And that’s what people don’t understand. When you put in that environment, you either going to break or you going to become part of that environment. You get a little harder, you get a little of that dirt on you from the streets. And I was listening to Ralph talk and he was one of the best chiefs that we had. I really mean that. I’m not just saying that because he on the show but love, I think if you remember all of this, what happens with the police department, it becomes this thing where it’s us against them. And I don’t care if you go in there with that mentality that hey look here, I’m going in there. I’m from the hood, I’m going to make sure I teach the brothers right? I’m going to do everything. I’m going to do everything differently than the white boys treated us when I was coming up, snatching us, beating our butts and stuff like that.

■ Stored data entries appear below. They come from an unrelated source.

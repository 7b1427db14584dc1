//! Number formatting. Every helper takes `Option<f64>` and renders `None`
//! (or a non-finite value) as `N/A`.

pub const NOT_AVAILABLE: &str = "N/A";

fn finite(value: Option<f64>) -> Option<f64> {
    value.filter(|v| v.is_finite())
}

/// Insert `,` every three digits of an unsigned integer string.
fn group_thousands(digits: &str) -> String {
    let mut out = String::with_capacity(digits.len() + digits.len() / 3);
    for (i, ch) in digits.chars().enumerate() {
        if i > 0 && (digits.len() - i) % 3 == 0 {
            out.push(',');
        }
        out.push(ch);
    }
    out
}

/// `value` with `decimals` places and thousands separators, sign kept.
fn grouped(value: f64, decimals: usize) -> String {
    let fixed = format!("{:.*}", decimals, value.abs());
    let (int_part, frac_part) = match fixed.split_once('.') {
        Some((int_part, frac_part)) => (int_part, Some(frac_part)),
        None => (fixed.as_str(), None),
    };
    let sign = if value < 0.0 && fixed.bytes().any(|b| b.is_ascii_digit() && b != b'0') {
        "-"
    } else {
        ""
    };
    match frac_part {
        Some(frac) => format!("{sign}{}.{frac}", group_thousands(int_part)),
        None => format!("{sign}{}", group_thousands(int_part)),
    }
}

/// `$1,234.56`, `-$12.00`.
pub fn format_currency(value: Option<f64>) -> String {
    match finite(value) {
        Some(v) => {
            let body = grouped(v, 2);
            match body.strip_prefix('-') {
                Some(abs) => format!("-${abs}"),
                None => format!("${body}"),
            }
        }
        None => NOT_AVAILABLE.to_string(),
    }
}

/// Plain number with `decimals` places.
pub fn format_number(value: Option<f64>, decimals: usize) -> String {
    match finite(value) {
        Some(v) => format!("{v:.decimals$}"),
        None => NOT_AVAILABLE.to_string(),
    }
}

/// A fraction as a percentage: `0.8512` → `85.12%`.
pub fn format_percent(fraction: Option<f64>) -> String {
    match finite(fraction) {
        Some(v) => format!("{:.2}%", v * 100.0),
        None => NOT_AVAILABLE.to_string(),
    }
}

/// A percentage with an explicit sign: `1.5` → `+1.50%`.
pub fn format_signed_percent(percent: Option<f64>) -> String {
    match finite(percent) {
        Some(v) => format!("{v:+.2}%"),
        None => NOT_AVAILABLE.to_string(),
    }
}

/// Share volume, rounded, with thousands separators: `1,234,567`.
pub fn format_volume(volume: Option<f64>) -> String {
    match finite(volume) {
        Some(v) => grouped(v.round(), 0),
        None => NOT_AVAILABLE.to_string(),
    }
}

/// A multiple of the average: `1.23x`.
pub fn format_ratio(ratio: Option<f64>) -> String {
    match finite(ratio) {
        Some(v) => format!("{v:.2}x"),
        None => NOT_AVAILABLE.to_string(),
    }
}
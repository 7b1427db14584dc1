//! Simple Moving Average (SMA).
//!
//! Mean of the last `period` values. Lookback: period - 1 (first valid value
//! at index period-1). Each window is summed directly so a flat series
//! averages back to exactly its own price.

use super::indicator::Indicator;
use crate::domain::PriceBar;

#[derive(Debug, Clone)]
pub struct Sma {
    period: usize,
    name: String,
}

impl Sma {
    pub fn new(period: usize) -> Self {
        assert!(period >= 1, "SMA period must be >= 1");
        Self {
            period,
            name: format!("sma_{period}"),
        }
    }
}

impl Indicator for Sma {
    fn name(&self) -> &str {
        &self.name
    }

    fn lookback(&self) -> usize {
        self.period.saturating_sub(1)
    }

    fn compute(&self, bars: &[PriceBar]) -> Vec<f64> {
        let closes: Vec<f64> = bars.iter().map(|b| b.close).collect();
        sma_of_series(&closes, self.period)
    }
}

/// SMA of an arbitrary series (used for volume and band middles).
pub fn sma_of_series(values: &[f64], period: usize) -> Vec<f64> {
    let n = values.len();
    let mut result = vec![f64::NAN; n];

    if period == 0 || n < period {
        return result;
    }

    for (offset, window) in values.windows(period).enumerate() {
        result[offset + period - 1] = window.iter().sum::<f64>() / period as f64;
    }

    result
}

/// Plain mean; `None` for an empty slice.
pub fn mean(values: &[f64]) -> Option<f64> {
    if values.is_empty() {
        None
    } else {
        Some(values.iter().sum::<f64>() / values.len() as f64)
    }
}
//! PriceBar: one trading day of OHLCV data.

use chrono::NaiveDate;
use serde::{Deserialize, Serialize};

/// Daily OHLCV bar for a single symbol.
#[derive(Debug, Clone, PartialEq, Serialize, Deserialize)]
pub struct PriceBar {
    pub date: NaiveDate,
    pub open: f64,
    pub high: f64,
    pub low: f64,
    pub close: f64,
    pub volume: u64,
}

impl PriceBar {
    /// Returns true if any price field is NaN or infinite.
    pub fn is_void(&self) -> bool {
        !(self.open.is_finite()
            && self.high.is_finite()
            && self.low.is_finite()
            && self.close.is_finite())
    }

    /// OHLC sanity: finite, non-negative, and the high/low envelope holds.
    pub fn is_sane(&self) -> bool {
        if self.is_void() {
            return false;
        }
        self.low >= 0.0
            && self.high >= self.low
            && self.high >= self.open
            && self.high >= self.close
            && self.low <= self.open
            && self.low <= self.close
    }

    /// High minus low.
    pub fn range(&self) -> f64 {
        self.high - self.low
    }
}
//! Logging initialization.
//!
//! Logs go to stderr so stdout carries only report output. The filter comes
//! from `RUST_LOG` and defaults to `warn`; `--verbose` raises it to `debug`.

use tracing_subscriber::{fmt, layer::SubscriberExt, util::SubscriberInitExt, EnvFilter};

pub fn init_logging(verbose: bool) {
    let default_level = if verbose { "debug" } else { "warn" };
    let env_filter =
        EnvFilter::try_from_default_env().unwrap_or_else(|_| EnvFilter::new(default_level));

    tracing_subscriber::registry()
        .with(env_filter)
        .with(
            fmt::layer()
                .with_target(true)
                .with_writer(std::io::stderr),
        )
        .init();
}
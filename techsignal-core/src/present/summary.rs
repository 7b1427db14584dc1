//! Multi-line plain-text summary of one report.

use super::format::{format_currency, format_number, format_ratio, NOT_AVAILABLE};
use crate::report::AnalysisReport;
use std::fmt::Display;

fn label<T: Display>(value: Option<T>) -> String {
    value.map_or_else(|| NOT_AVAILABLE.to_string(), |v| v.to_string())
}

pub fn summary_text(report: &AnalysisReport) -> String {
    let set = report.indicator_set();
    let signal = report.signal();
    let ma = &set.moving_averages;
    let levels = &set.levels;

    let mut lines = vec![
        format!(
            "Technical Analysis for {} ({})",
            report.symbol(),
            format_currency(Some(report.latest_price()))
        ),
        format!(
            "Overall Signal: {} (Strength: {:.1}%, Bullish: {}, Bearish: {})",
            signal.direction, signal.strength, signal.bullish_points, signal.bearish_points
        ),
        format!("Moving Average Trend: {}", ma.trend),
    ];

    for (name, value) in ma.smas() {
        if value.is_some() {
            lines.push(format!("  {name}: {}", format_currency(value)));
        }
    }
    if let Some(cross) = ma.cross {
        lines.push(format!("  {cross}"));
    }

    lines.push(format!(
        "RSI ({}): {} - {}",
        set.rsi.period,
        format_number(set.rsi.value, 2),
        label(set.rsi.zone)
    ));
    lines.push(format!(
        "MACD: {}, Crossover: {}",
        label(set.macd.trend),
        set.macd.crossover
    ));
    lines.push(format!(
        "Bollinger Position: {}",
        label(set.bollinger.position)
    ));
    lines.push(format!(
        "Volume: {} avg - {}",
        format_ratio(set.volume.ratio),
        label(set.volume.activity)
    ));
    lines.push(format!(
        "Support: {} / {}",
        format_currency(levels.support_1),
        format_currency(levels.support_2)
    ));
    lines.push(format!(
        "Resistance: {} / {}",
        format_currency(levels.resistance_1),
        format_currency(levels.resistance_2)
    ));

    lines.join("\n")
}

impl AnalysisReport {
    /// Human-readable summary; absent values render as `N/A`.
    pub fn summary_text(&self) -> String {
        summary_text(self)
    }
}
//! Indicator engine.
//!
//! Series-level primitives (SMA, EMA, RSI, Bollinger) implement the
//! `Indicator` trait. Family functions read the latest value of those series
//! and attach categorical labels; `IndicatorSet::compute` runs every family.
//!
//! Nothing in here fails on short input. A window that the series cannot
//! fill yields `None` for the affected fields.

pub mod bollinger;
pub mod ema;
pub mod engine;
pub mod indicator;
pub mod levels;
pub mod macd;
pub mod moving_averages;
pub mod result;
pub mod rsi;
pub mod sma;
pub mod volume;

pub use bollinger::{BandPosition, Bollinger, BollingerBand, BollingerReading};
pub use ema::Ema;
pub use engine::{IndicatorParams, IndicatorSet};
pub use indicator::Indicator;
pub use levels::PriceLevels;
pub use macd::{Crossover, MacdReading};
pub use moving_averages::{MaCross, MovingAverages, Trend};
pub use result::IndicatorResult;
pub use rsi::{Rsi, RsiReading, RsiZone};
pub use sma::Sma;
pub use volume::{VolumeActivity, VolumeReading};

/// Create synthetic bars from close prices for testing.
///
/// Generates plausible OHLV: open = prev_close (or close for first bar),
/// high = max(open,close) + 1.0, low = min(open,close) - 1.0, volume = 1000.
#[cfg(test)]
pub fn make_bars(closes: &[f64]) -> Vec<crate::domain::PriceBar> {
    make_bars_with_volume(closes, &vec![1_000; closes.len()])
}

#[cfg(test)]
pub fn make_bars_with_volume(closes: &[f64], volumes: &[u64]) -> Vec<crate::domain::PriceBar> {
    use crate::domain::PriceBar;
    assert_eq!(closes.len(), volumes.len());
    let base_date = chrono::NaiveDate::from_ymd_opt(2024, 1, 2).unwrap();
    closes
        .iter()
        .zip(volumes)
        .enumerate()
        .map(|(i, (&close, &volume))| {
            let open = if i == 0 { close } else { closes[i - 1] };
            PriceBar {
                date: base_date + chrono::Duration::days(i as i64),
                open,
                high: open.max(close) + 1.0,
                low: open.min(close) - 1.0,
                close,
                volume,
            }
        })
        .collect()
}

#[cfg(test)]
pub fn make_series(closes: &[f64]) -> crate::domain::PriceSeries {
    crate::domain::PriceSeries::new("TEST", make_bars(closes)).unwrap()
}

#[cfg(test)]
pub fn make_series_with_volume(closes: &[f64], volumes: &[u64]) -> crate::domain::PriceSeries {
    crate::domain::PriceSeries::new("TEST", make_bars_with_volume(closes, volumes)).unwrap()
}

/// Assert two f64 values are approximately equal (within epsilon).
#[cfg(test)]
pub fn assert_approx(actual: f64, expected: f64, epsilon: f64) {
    assert!(
        (actual - expected).abs() < epsilon,
        "assert_approx failed: actual={actual}, expected={expected}, diff={}, epsilon={epsilon}",
        (actual - expected).abs()
    );
}

/// Default epsilon for indicator tests.
#[cfg(test)]
pub const DEFAULT_EPSILON: f64 = 1e-10;
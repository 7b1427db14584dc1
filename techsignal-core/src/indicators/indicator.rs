//! Indicator trait for series-level primitives.
//!
//! Primitives are pure functions: bar history in, numeric series out. The
//! indicator families only ever read the latest value, but computing the full
//! series keeps each primitive testable bar by bar and lets MACD chain EMAs.

use crate::domain::PriceBar;

/// A series-level indicator.
///
/// `compute` returns a `Vec<f64>` the same length as `bars`; the first
/// `lookback()` values are `f64::NAN` (warmup).
///
/// # Look-ahead guard
/// No value at bar t may depend on bars after t. Truncating the input must not
/// change any earlier output.
pub trait Indicator: Send + Sync {
    /// Metric name (e.g. "sma_20", "rsi_14").
    fn name(&self) -> &str;

    /// Number of warmup values before the first valid output.
    fn lookback(&self) -> usize;

    fn compute(&self, bars: &[PriceBar]) -> Vec<f64>;

    /// Latest value, or `None` during warmup or on empty input.
    fn latest(&self, bars: &[PriceBar]) -> Option<f64> {
        latest_finite(&self.compute(bars))
    }
}

/// Last element of a series if it exists and is finite.
pub fn latest_finite(values: &[f64]) -> Option<f64> {
    values.last().copied().filter(|v| v.is_finite())
}

#[cfg(test)]
mod tests {
    use super::*;

    #[test]
    fn latest_finite_handles_warmup_and_empty() {
        assert_eq!(latest_finite(&[]), None);
        assert_eq!(latest_finite(&[1.0, f64::NAN]), None);
        assert_eq!(latest_finite(&[f64::NAN, 2.5]), Some(2.5));
        assert_eq!(latest_finite(&[f64::INFINITY]), None);
    }
}
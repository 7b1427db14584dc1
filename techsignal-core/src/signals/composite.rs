//! Composite signal: the overall call with its point tally.

use serde::{Deserialize, Serialize};
use std::fmt;

/// Overall market direction.
#[derive(Debug, Clone, Copy, PartialEq, Eq, Hash, Serialize, Deserialize)]
#[serde(rename_all = "lowercase")]
pub enum Direction {
    Bullish,
    Bearish,
    Neutral,
}

impl Direction {
    /// Check if the call leans one way or the other
    pub fn is_directional(&self) -> bool {
        matches!(self, Direction::Bullish | Direction::Bearish)
    }
}

impl fmt::Display for Direction {
    fn fmt(&self, f: &mut fmt::Formatter<'_>) -> fmt::Result {
        let label = match self {
            Direction::Bullish => "BULLISH",
            Direction::Bearish => "BEARISH",
            Direction::Neutral => "NEUTRAL",
        };
        f.write_str(label)
    }
}

/// Result of signal synthesis.
///
/// `strength` is `|bull - bear| / (bull + bear)` as a percentage rounded to
/// one decimal, so it lies in `[0, 100]` and is zero exactly when the two
/// tallies are equal.
#[derive(Debug, Clone, Copy, PartialEq, Serialize, Deserialize)]
pub struct CompositeSignal {
    pub direction: Direction,
    pub strength: f64,
    pub bullish_points: u32,
    pub bearish_points: u32,
}

impl CompositeSignal {
    pub fn neutral() -> Self {
        Self {
            direction: Direction::Neutral,
            strength: 0.0,
            bullish_points: 0,
            bearish_points: 0,
        }
    }

    pub fn total_points(&self) -> u32 {
        self.bullish_points + self.bearish_points
    }
}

We’re going to do everything different. And then you into that environment and when you’re thrown into that environment, you have to deal with a whole lot of issues. Because what happens then is some of the people in that environment that’s doing all that violence and everything else, and then I’m talking about bad areas, you know got some areas, just horrible areas. But some of the people that area over there, if they see you weak, they will eat you a alive. So what happens is you start building this kind of thing too. When you become part of that society, you get just as tough. You get just as rough. You start fighting like they fight. You don’t take no stuff. Guys look too hard at you. You going to slap the dog Step out of me. Now let’s go back to where all this starts and it starts from a culture of this culture of cops being roughnecks, cops ruling with iron fist and we can talk all the stuff we want to talk, but let’s, let’s be real.

I’m going to lay it out there honestly. Because when you go through the academy, they teach you all the right stuff and they tell you this is what you do. And as soon as you land in the streets, the first thing they’ll tell you and it’s your boss, it’s your supervisor. Throw all that stuff out the window because we’re going to teach you the real stuff that rolls on in the streets and that’s what happens. These guys teach you the rule where the irons fist, you go out there and see if you want to hold people accountable. I think I’ll hold everybody accountable, not just those officers. Because what happens is some of those officers that came up through that environment and chicken, excuse my French, but I’m just talk real kick ass and take your names. That’s not French. They become supervisors and guess what?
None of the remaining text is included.